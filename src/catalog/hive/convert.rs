// Hive Catalog Rust Library
// Copyright 2025 MinIO, Inc.
//
// Licensed under the Apache License, Version 2.0 (the "License");
// you may not use this file except in compliance with the License.
// You may obtain a copy of the License at
//
//     http://www.apache.org/licenses/LICENSE-2.0
//
// Unless required by applicable law or agreed to in writing, software
// distributed under the License is distributed on an "AS IS" BASIS,
// WITHOUT WARRANTIES OR CONDITIONS OF ANY KIND, either express or implied.
// See the License for the specific language governing permissions and
// limitations under the License.

//! Translation between catalog objects and metastore records

use crate::catalog::error::{CatalogError, ValidationErr};
use crate::catalog::types::*;
use crate::config::StorageFormat;
use crate::metastore::types::*;

/// Parameters describing table statistics; carried over when a table or
/// partition record is replaced.
pub(crate) const STATISTICS_PARAMS: [&str; 4] = [NUM_ROWS, NUM_FILES, TOTAL_SIZE, RAW_DATA_SIZE];

pub(crate) fn database_to_hive(name: &str, database: &CatalogDatabase) -> HiveDatabase {
    HiveDatabase {
        name: name.to_string(),
        description: (!database.comment.is_empty()).then(|| database.comment.clone()),
        location_uri: None,
        parameters: database.properties.clone(),
        owner_name: None,
    }
}

pub(crate) fn database_from_hive(database: HiveDatabase) -> CatalogDatabase {
    CatalogDatabase::new(database.parameters, database.description.unwrap_or_default())
}

fn field_schema(column: &TableColumn) -> Result<FieldSchema, CatalogError> {
    Ok(FieldSchema::new(
        column.name.clone(),
        column.data_type.to_hive_type()?,
    ))
}

fn storage_descriptor(cols: Vec<FieldSchema>, format: StorageFormat) -> StorageDescriptor {
    StorageDescriptor {
        cols,
        location: None,
        input_format: format.input_format().to_string(),
        output_format: format.output_format().to_string(),
        compressed: false,
        serde_info: SerDeInfo {
            name: None,
            serialization_lib: format.serde_lib().to_string(),
            parameters: [("serialization.format".to_string(), "1".to_string())].into(),
        },
    }
}

fn reject_reserved(
    properties: &Properties,
    reserved: &[&'static str],
) -> Result<(), ValidationErr> {
    match reserved.iter().find(|key| properties.contains_key(**key)) {
        Some(key) => Err(ValidationErr::ReservedProperty(*key)),
        None => Ok(()),
    }
}

/// The comment travels as the `comment` parameter, so a property of that
/// name would be lost on read.
fn parameters_with_comment(
    properties: &Properties,
    comment: &str,
) -> Result<Parameters, ValidationErr> {
    reject_reserved(properties, &[COMMENT])?;
    let mut parameters = properties.clone();
    if !comment.is_empty() {
        parameters.insert(COMMENT.to_string(), comment.to_string());
    }
    Ok(parameters)
}

/// Partition keys must close the schema in key order; the metastore keeps
/// them apart from the data columns and they are read back last.
fn check_trailing_partition_keys(table: &CatalogTable) -> Result<(), ValidationErr> {
    let names = table.schema.field_names();
    let keys = &table.partition_keys;
    let trailing = keys.len() <= names.len()
        && names[names.len() - keys.len()..]
            .iter()
            .zip(keys)
            .all(|(name, key)| *name == key.as_str());
    if trailing {
        Ok(())
    } else {
        Err(ValidationErr::PartitionKeysNotTrailing(keys.clone()))
    }
}

/// Builds the metastore record for a table or view.
///
/// Partition key columns are split off the schema into the record's
/// partition columns, in partition-key order; the remaining columns form the
/// storage descriptor.
pub(crate) fn table_to_hive(
    path: &ObjectPath,
    table: &CatalogBaseTable,
    format: StorageFormat,
) -> Result<HiveTable, CatalogError> {
    let builder = HiveTable::builder()
        .db_name(path.database_name())
        .table_name(path.object_name());

    match table {
        CatalogBaseTable::Table(table) => {
            let mut partition_keys = Vec::with_capacity(table.partition_keys.len());
            for key in &table.partition_keys {
                let column = table
                    .schema
                    .column(key)
                    .ok_or_else(|| ValidationErr::UnknownPartitionKey(key.clone()))?;
                partition_keys.push(field_schema(column)?);
            }
            check_trailing_partition_keys(table)?;
            let cols = table
                .schema
                .columns()
                .iter()
                .filter(|c| !table.partition_keys.contains(&c.name))
                .map(field_schema)
                .collect::<Result<Vec<_>, _>>()?;

            Ok(builder
                .sd(storage_descriptor(cols, format))
                .partition_keys(partition_keys)
                .parameters(parameters_with_comment(&table.properties, &table.comment)?)
                .table_type(TableType::ManagedTable)
                .build())
        }
        CatalogBaseTable::View(view) => {
            let cols = view
                .schema
                .columns()
                .iter()
                .map(field_schema)
                .collect::<Result<Vec<_>, _>>()?;
            Ok(builder
                .sd(StorageDescriptor {
                    cols,
                    ..Default::default()
                })
                .parameters(parameters_with_comment(&view.properties, &view.comment)?)
                .view_original_text(view.original_query.clone())
                .view_expanded_text(view.expanded_query.clone())
                .table_type(TableType::VirtualView)
                .build())
        }
    }
}

pub(crate) fn schema_from_hive<'a, I>(fields: I) -> Result<TableSchema, CatalogError>
where
    I: IntoIterator<Item = &'a FieldSchema>,
{
    let columns = fields
        .into_iter()
        .map(|f| -> Result<TableColumn, ValidationErr> {
            Ok(TableColumn::new(f.name.clone(), f.type_name.parse()?))
        })
        .collect::<Result<Vec<_>, _>>()?;
    Ok(TableSchema::new(columns)?)
}

/// Rebuilds a table or view from its metastore record. The schema lists data
/// columns first and partition columns last.
pub(crate) fn table_from_hive(table: HiveTable) -> Result<CatalogBaseTable, CatalogError> {
    let schema = schema_from_hive(table.sd.cols.iter().chain(&table.partition_keys))?;
    let mut properties = table.parameters;
    let comment = properties.remove(COMMENT).unwrap_or_default();

    Ok(match table.table_type {
        TableType::VirtualView => CatalogView::builder()
            .schema(schema)
            .original_query(table.view_original_text.unwrap_or_default())
            .expanded_query(table.view_expanded_text.unwrap_or_default())
            .properties(properties)
            .comment(comment)
            .build()
            .into(),
        TableType::ManagedTable | TableType::ExternalTable => CatalogTable::builder()
            .schema(schema)
            .partition_keys(table.partition_keys.into_iter().map(|k| k.name).collect())
            .properties(properties)
            .comment(comment)
            .build()
            .into(),
    })
}

/// Builds the metastore record of a partition of `table`.
pub(crate) fn partition_to_hive(
    table: &HiveTable,
    values: Vec<String>,
    partition: &CatalogPartition,
) -> Result<HivePartition, ValidationErr> {
    let mut sd = table.sd.clone();
    sd.location = None;
    let mut parameters = partition.properties().clone();
    match partition {
        CatalogPartition::Hive(p) => {
            reject_reserved(&parameters, &[IS_GENERIC])?;
            sd.location = p.location.clone();
        }
        CatalogPartition::Generic(p) => {
            reject_reserved(&parameters, &[IS_GENERIC, COMMENT])?;
            parameters.insert(IS_GENERIC.to_string(), "true".to_string());
            parameters.insert(COMMENT.to_string(), p.comment.clone());
        }
    }
    Ok(HivePartition {
        db_name: table.db_name.clone(),
        table_name: table.table_name.clone(),
        values,
        create_time: 0,
        sd,
        parameters,
    })
}

pub(crate) fn partition_from_hive(partition: HivePartition) -> CatalogPartition {
    let mut parameters = partition.parameters;
    let is_generic = parameters
        .remove(IS_GENERIC)
        .is_some_and(|v| v.eq_ignore_ascii_case("true"));
    if is_generic {
        let comment = parameters.remove(COMMENT).unwrap_or_default();
        GenericCatalogPartition::builder()
            .properties(parameters)
            .comment(comment)
            .build()
            .into()
    } else {
        CatalogPartition::Hive(HiveCatalogPartition {
            properties: parameters,
            location: partition.sd.location,
        })
    }
}

/// Pairs partition values with the table's partition keys.
pub(crate) fn spec_from_values(keys: &[FieldSchema], values: &[String]) -> CatalogPartitionSpec {
    keys.iter()
        .zip(values)
        .map(|(k, v)| (k.name.clone(), v.clone()))
        .collect()
}

pub(crate) fn function_to_hive(path: &ObjectPath, function: &CatalogFunction) -> HiveFunction {
    HiveFunction {
        db_name: path.database_name().to_string(),
        function_name: path.object_name().to_string(),
        class_name: function.class_name.clone(),
        owner_name: None,
        function_type: FunctionType::Java,
        create_time: 0,
    }
}

pub(crate) fn function_from_hive(function: HiveFunction) -> CatalogFunction {
    CatalogFunction::new(function.class_name)
}

/// Copies statistics parameters from `existing` that `parameters` lacks.
pub(crate) fn carry_statistics(existing: &Parameters, parameters: &mut Parameters) {
    for key in STATISTICS_PARAMS {
        if let Some(value) = existing.get(key) {
            parameters
                .entry(key.to_string())
                .or_insert_with(|| value.clone());
        }
    }
}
#####
◆ WHAT IS REQUIRED ◆
If a line in the data holds the string "TableType", copy that line.

◆ TASK OUTPUT ◆
                .table_type(TableType::ManagedTable)
                .table_type(TableType::VirtualView)
        TableType::VirtualView => CatalogView::builder()
        TableType::ManagedTable | TableType::ExternalTable => CatalogTable::builder()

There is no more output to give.